Art & Culture
Only Rebels Win, l’amour comme acte de résistance
14/02/2026 - 13:29
Jihane Bougrine
Présenté à la Berlinale, Only Rebels Win de Danielle Arbid est un film qui avance à découvert qui ouvre la section Panorama avec grâce. Un mélodrame politique, une romance impossible, une déclaration d’amour à un pays qui se dérobe. À la fois fragile et audacieux, il assume ses contradictions, et c’est peut-être là qu’il touche le plus juste.
L’histoire est simple en apparence : une femme plus âgée tombe amoureuse d’un jeune homme soudanais sans papiers dans un Beyrouth traversé par les tensions sociales et raciales. Mais chez Arbid, l’amour n’est jamais une bulle hors du monde. Il est toujours poreux. Traversé par l’histoire, par le désir, par la honte et par la violence sourde des structures.
Ce qui frappe d’emblée, c’est le geste de mise en scène. Le film devait être tourné au Liban. La guerre en a décidé autrement. La réalisatrice choisit alors le studio, reconstitue Beyrouth, fabrique l’illusion. Ce choix n’est pas un compromis : il devient le cœur du film.
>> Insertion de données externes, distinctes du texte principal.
#[derive(Debug, Clone, PartialEq, Eq)]
pub struct RepoMetadata {
    pub full_name: String,
    pub default_branch: String,
    pub private: bool,
}

/// One entry of a commit listing.
#[derive(Debug, Clone, PartialEq, Eq)]
pub struct ListedCommit {
    pub commit: CommitRef,
    pub parent_count: usize,
}

impl ListedCommit {
    pub fn is_merge(&self) -> bool {
        self.parent_count > 1
    }
}

/// Full detail of one commit: per-file stats and patches.
#[derive(Debug, Clone, PartialEq, Eq)]
pub struct CommitDetail {
    pub sha: String,
    pub files: Vec<FileChange>,
    pub stats: Option<CommitStats>,
}

/// Commit listing constraints. `since`/`until` are forwarded verbatim.
#[derive(Debug, Clone, PartialEq, Eq)]
pub struct CommitQuery {
    pub branch: String,
    pub since: String,
    pub until: String,
}

#[async_trait]
pub trait HostingApi: Send + Sync {
    async fn get_repository(&self, repo: &RepoRef) -> Result<RepoMetadata, HostingError>;

    /// Branch names in the order the hosting service enumerates them.
    async fn list_branches(&self, repo: &RepoRef) -> Result<Vec<String>, HostingError>;

    /// Commits reachable from `query.branch` within the window, newest first.
    async fn list_commits(
        &self,
        repo: &RepoRef,
        query: &CommitQuery,
    ) -> Result<Vec<ListedCommit>, HostingError>;

    async fn get_commit(&self, repo: &RepoRef, sha: &str) -> Result<CommitDetail, HostingError>;
}

#[derive(Debug, Deserialize)]
struct RepositoryResponse {
    full_name: String,
    default_branch: String,
    #[serde(default)]
    private: bool,
}

#[derive(Debug, Deserialize)]
struct BranchResponse {
    name: String,
}

#[derive(Debug, Deserialize)]
struct GitSignature {
    name: Option<String>,
    date: Option<DateTime<Utc>>,
}

#[derive(Debug, Deserialize)]
struct GitCommitResponse {
    author: Option<GitSignature>,
    committer: Option<GitSignature>,
    #[serde(default)]
    message: String,
}

#[derive(Debug, Deserialize)]
struct CommitResponse {
    sha: String,
    commit: GitCommitResponse,
    #[serde(default)]
    parents: Vec<IgnoredAny>,
    #[serde(default)]
    files: Vec<FileResponse>,
    stats: Option<StatsResponse>,
}

#[derive(Debug, Deserialize)]
struct FileResponse {
    filename: String,
    status: String,
    #[serde(default)]
    additions: u64,
    #[serde(default)]
    deletions: u64,
    #[serde(default)]
    changes: u64,
    patch: Option<String>,
}

#[derive(Debug, Deserialize)]
struct StatsResponse {
    additions: u64,
    deletions: u64,
}
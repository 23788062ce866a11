//! Partial application.
//!
//! Calling a method with fewer arguments than it declares binds what was
//! given and yields a [`PartialApplication`]. Completing it runs the entry
//! against the captured receiver, so instance variables are read at
//! completion time, not at capture time.

use std::fmt;
use std::sync::Arc;

use tracing::trace;

use crate::runner::api::Runtime;
use crate::runner::dispatch::resolver::MethodOwner;
use crate::runner::ds::error::RuntimeError;
use crate::runner::ds::method::MethodEntry;
use crate::runner::ds::value::Value;

pub struct PartialApplication {
    entry: Arc<MethodEntry>,
    owner: MethodOwner,
    receiver: Value,
    bound: Vec<Value>,
}

impl PartialApplication {
    pub fn new(entry: Arc<MethodEntry>, owner: MethodOwner, receiver: Value, bound: Vec<Value>) -> Self {
        PartialApplication {
            entry,
            owner,
            receiver,
            bound,
        }
    }

    pub fn method_name(&self) -> &str {
        self.entry.name()
    }

    pub fn entry(&self) -> &Arc<MethodEntry> {
        &self.entry
    }

    pub fn receiver(&self) -> &Value {
        &self.receiver
    }

    pub fn bound(&self) -> &[Value] {
        &self.bound
    }

    /// Arguments still needed before the entry can run.
    pub fn remaining(&self) -> usize {
        self.entry.arity().required().saturating_sub(self.bound.len())
    }

    /// Append `args` to the bound prefix and run the entry.
    ///
    /// A total that is still short of the declared arity yields another
    /// partial application; any other total the entry rejects is an
    /// `ArityError`.
    pub fn complete(&self, runtime: &Runtime, args: Vec<Value>) -> Result<Value, RuntimeError> {
        let mut all = self.bound.clone();
        all.extend(args);
        let arity = self.entry.arity();
        if arity.accepts(all.len()) {
            trace!(method = %self.entry.name(), argc = all.len(), "completing partial application");
            return runtime.invoke_entry(
                self.entry.clone(),
                self.owner,
                self.receiver.clone(),
                all,
                false,
            );
        }
        if arity.accepts_prefix(all.len()) && all.len() > self.bound.len() {
            return Ok(Value::Partial(Arc::new(PartialApplication::new(
                self.entry.clone(),
                self.owner,
                self.receiver.clone(),
                all,
            ))));
        }
        Err(RuntimeError::arity(
            self.entry.name(),
            all.len(),
            arity.to_string(),
        ))
    }
}

impl fmt::Debug for PartialApplication {
    fn fmt(&self, f: &mut fmt::Formatter<'_>) -> fmt::Result {
        write!(
            f,
            "PartialApplication({}, bound {}/{})",
            self.entry.name(),
            self.bound.len(),
            self.entry.arity()
        )
    }
}
// ============================================================================
// Definition and inheritance
// ============================================================================

mod definition_tests {
    use super::*;

    #[test]
    fn test_simple_class_definition() {
        let rt = Runtime::new();
        let class = rt.define_class("sv_string", None).unwrap();
        def(&rt, class, "print", Value::str("Hello world!"));
        let x = new(&rt, class);
        assert_eq!(call(&rt, &x, "print").unwrap(), Value::str("Hello world!"));
    }

    #[test]
    fn test_inherited_method() {
        let rt = Runtime::new();
        let sup = rt.define_class("sv_superclass", None).unwrap();
        def(&rt, sup, "print", Value::str("Hello world!"));
        let sub = rt.define_class("sv_subclass", Some(sup)).unwrap();
        let x = new(&rt, sub);
        assert_eq!(call(&rt, &x, "print").unwrap(), Value::str("Hello world!"));
    }

    #[test]
    fn test_override() {
        let rt = Runtime::new();
        let sup = rt.define_class("sv_superclass0", None).unwrap();
        def(&rt, sup, "print", Value::str("Hello world!"));
        let sub = rt.define_class("sv_subclass0", Some(sup)).unwrap();
        def(&rt, sub, "print", Value::str("Hello you!"));
        let x = new(&rt, sub);
        assert_eq!(call(&rt, &x, "print").unwrap(), Value::str("Hello you!"));
    }

    #[test]
    fn test_override_calls_super() {
        let rt = Runtime::new();
        let sup = rt.define_class("sv_superclass1", None).unwrap();
        def(&rt, sup, "print", Value::str("Hello me!"));
        let sub = rt.define_class("sv_subclass1", Some(sup)).unwrap();
        rt.define_method(
            sub,
            MethodEntry::closure("print", 0, |ctx, _| ctx.super_send("print", vec![])),
        )
        .unwrap();
        let x = new(&rt, sub);
        assert_eq!(call(&rt, &x, "print").unwrap(), Value::str("Hello me!"));
    }

    #[test]
    fn test_super_and_self_in_one_body() {
        let rt = Runtime::new();
        let sup = rt.define_class("sv_superclass2", None).unwrap();
        def(&rt, sup, "print0", Value::str("Hello"));
        def(&rt, sup, "print", Value::str("Goodbye"));
        let sub = rt.define_class("sv_subclass2", Some(sup)).unwrap();
        def(&rt, sub, "print0", Value::str(" world!"));
        rt.define_method(
            sub,
            MethodEntry::closure("print", 0, |ctx: &mut CallContext<'_>, _| {
                let rt = ctx.runtime();
                let x = Value::str("");
                rt.binary_op(&x, "<<", ctx.super_send("print0", vec![])?)?;
                rt.binary_op(&x, "<<", ctx.send_self("print0", vec![])?)?;
                Ok(x)
            }),
        )
        .unwrap();
        let x = new(&rt, sub);
        assert_eq!(call(&rt, &x, "print").unwrap(), Value::str("Hello world!"));
    }

    #[test]
    fn test_reopen_merges_members() {
        let rt = Runtime::new();
        let first = rt.define_class("Reopened", None).unwrap();
        def(&rt, first, "a", int(1));
        let second = rt.define_class("Reopened", None).unwrap();
        assert_eq!(first, second);
        def(&rt, second, "b", int(2));

        let x = new(&rt, first);
        assert_eq!(call(&rt, &x, "a").unwrap(), int(1));
        assert_eq!(call(&rt, &x, "b").unwrap(), int(2));
    }

    #[test]
    fn test_reopen_with_other_superclass_fails() {
        let rt = Runtime::new();
        let a = rt.define_class("A", None).unwrap();
        let b = rt.define_class("B", None).unwrap();
        rt.define_class("C", Some(a)).unwrap();
        assert!(rt.define_class("C", Some(a)).is_ok());
        assert!(matches!(
            rt.define_class("C", Some(b)),
            Err(RuntimeError::ClassConflictError { .. })
        ));
    }

    #[test]
    fn test_class_and_module_names_conflict() {
        let rt = Runtime::new();
        rt.define_module("Shared").unwrap();
        assert!(matches!(
            rt.define_class("Shared", None),
            Err(RuntimeError::ClassConflictError { .. })
        ));
        rt.define_class("Concrete", None).unwrap();
        assert!(matches!(
            rt.define_module("Concrete"),
            Err(RuntimeError::ClassConflictError { .. })
        ));
    }

    #[test]
    fn test_anonymous_class() {
        let rt = Runtime::new();
        let anon = rt.define_anonymous_class(None).unwrap();
        rt.define_method(
            anon,
            MethodEntry::closure("new", 0, |ctx, _| {
                ctx.set_ivar("@x", int(10))?;
                Ok(Value::Nil)
            }),
        )
        .unwrap();
        rt.define_method(
            anon,
            MethodEntry::closure("add", 1, |ctx, args| {
                let x = ctx.ivar("@x")?;
                ctx.runtime().binary_op(&x, "+", args[0].clone())
            }),
        )
        .unwrap();

        assert!(rt.class_name(anon).starts_with("#<Class:"));
        assert!(rt.resolve_path(&rt.class_name(anon), None).is_err());

        let x = rt.call_value(&Value::Class(anon), vec![]).unwrap();
        assert_eq!(rt.send(&x, "add", vec![int(20)]).unwrap(), int(30));
    }

    #[test]
    fn test_module_cannot_be_instantiated() {
        let rt = Runtime::new();
        let module = rt.define_module("Helpers").unwrap();
        assert!(matches!(
            rt.instantiate(module, vec![]),
            Err(RuntimeError::NoMethodError { .. })
        ));
    }

    #[test]
    fn test_constructor_super_chain() {
        let rt = Runtime::new();
        let base = rt.define_class("Shape", None).unwrap();
        rt.define_method(
            base,
            MethodEntry::closure("new", 1, |ctx, args| {
                ctx.set_ivar("sides", args[0].clone())?;
                Ok(Value::Nil)
            }),
        )
        .unwrap();
        let square = rt.define_class("Square", Some(base)).unwrap();
        rt.define_method(
            square,
            MethodEntry::closure("new", 0, |ctx, _| {
                ctx.call_super(vec![int(4)])?;
                ctx.set_ivar("name", Value::str("square"))?;
                Ok(Value::Nil)
            }),
        )
        .unwrap();

        let sq = new(&rt, square);
        assert_eq!(rt.ivar_get(&sq, "sides").unwrap(), int(4));
        assert_eq!(rt.ivar_get(&sq, "name").unwrap(), Value::str("square"));
        assert!(matches!(
            rt.instantiate(square, vec![int(1), int(2)]),
            Err(RuntimeError::NoMethodError { .. }) | Err(RuntimeError::ArityError { .. })
        ));
    }
}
Beyrouth apparaît comme un décor mental, une ville rêvée, reconstruite par amour. Le faux devient une manière de dire le vrai. Le cinéma remplace le territoire. Et dans ce geste, il y a quelque chose de profondément politique : aimer un pays au point de le recréer quand il devient inaccessible.
La caméra épouse les corps, frôle les visages. Hiam Abbass est magistrale, d’une intensité contenue. Son regard porte le film, entre désir assumé et conscience aiguë des regards extérieurs. Face à elle, Amine Benrachid impose une présence physique et fragile à la fois. Ensemble, ils construisent une relation qui échappe aux clichés. Leur amour n’est pas idéalisé ; il est exposé, vulnérable, parfois abrupt.
Le film ose aborder frontalement des tabous : l’écart d’âge, la couleur de peau, le statut social, l’hypocrisie d’une société qui tolère en façade mais condamne en silence. Il y a des scènes d’une grande tension, où le moindre geste devient politique. Danielle Arbid ne cherche pas le spectaculaire dans le récit, mais elle l’atteint par la frontalité des émotions.
Pourtant, Only Rebels Win n’est pas un film lisse. Sa narration connaît des ruptures, certaines transitions semblent précipitées, et l’équilibre entre mélodrame intime et commentaire social vacille parfois. Mais ces fragilités font aussi partie de son ADN. La cinéaste a toujours filmé dans la faille. Depuis Dans les champs de bataille jusqu’à Beirut Hotel ou Peur de rien, son cinéma explore les zones d’inconfort : désir féminin, exil, identité fragmentée. Elle filme des femmes qui cherchent à exister dans des contextes qui les contraignent. Ici encore, elle poursuit cette trajectoire.
Ce qui relie Only Rebels Win à son œuvre, c’est cette manière de mêler autobiographie diffuse et regard politique, de faire du corps un territoire de lutte. L’illusion du décor rejoint l’illusion nationale : que reste-t-il d’un pays quand il devient impraticable ? Que reste-t-il d’un amour quand il doit se cacher ?
Danielle Arbid ne propose pas de réponse. Elle filme le tremblement. Et dans ce tremblement, il y a une vérité. Only Rebels Win est un film courageux. Pas parfait. Mais habité. Un film qui prouve que le cinéma peut encore reconstruire des villes, défier les frontières et transformer une histoire d’amour en geste de résistance.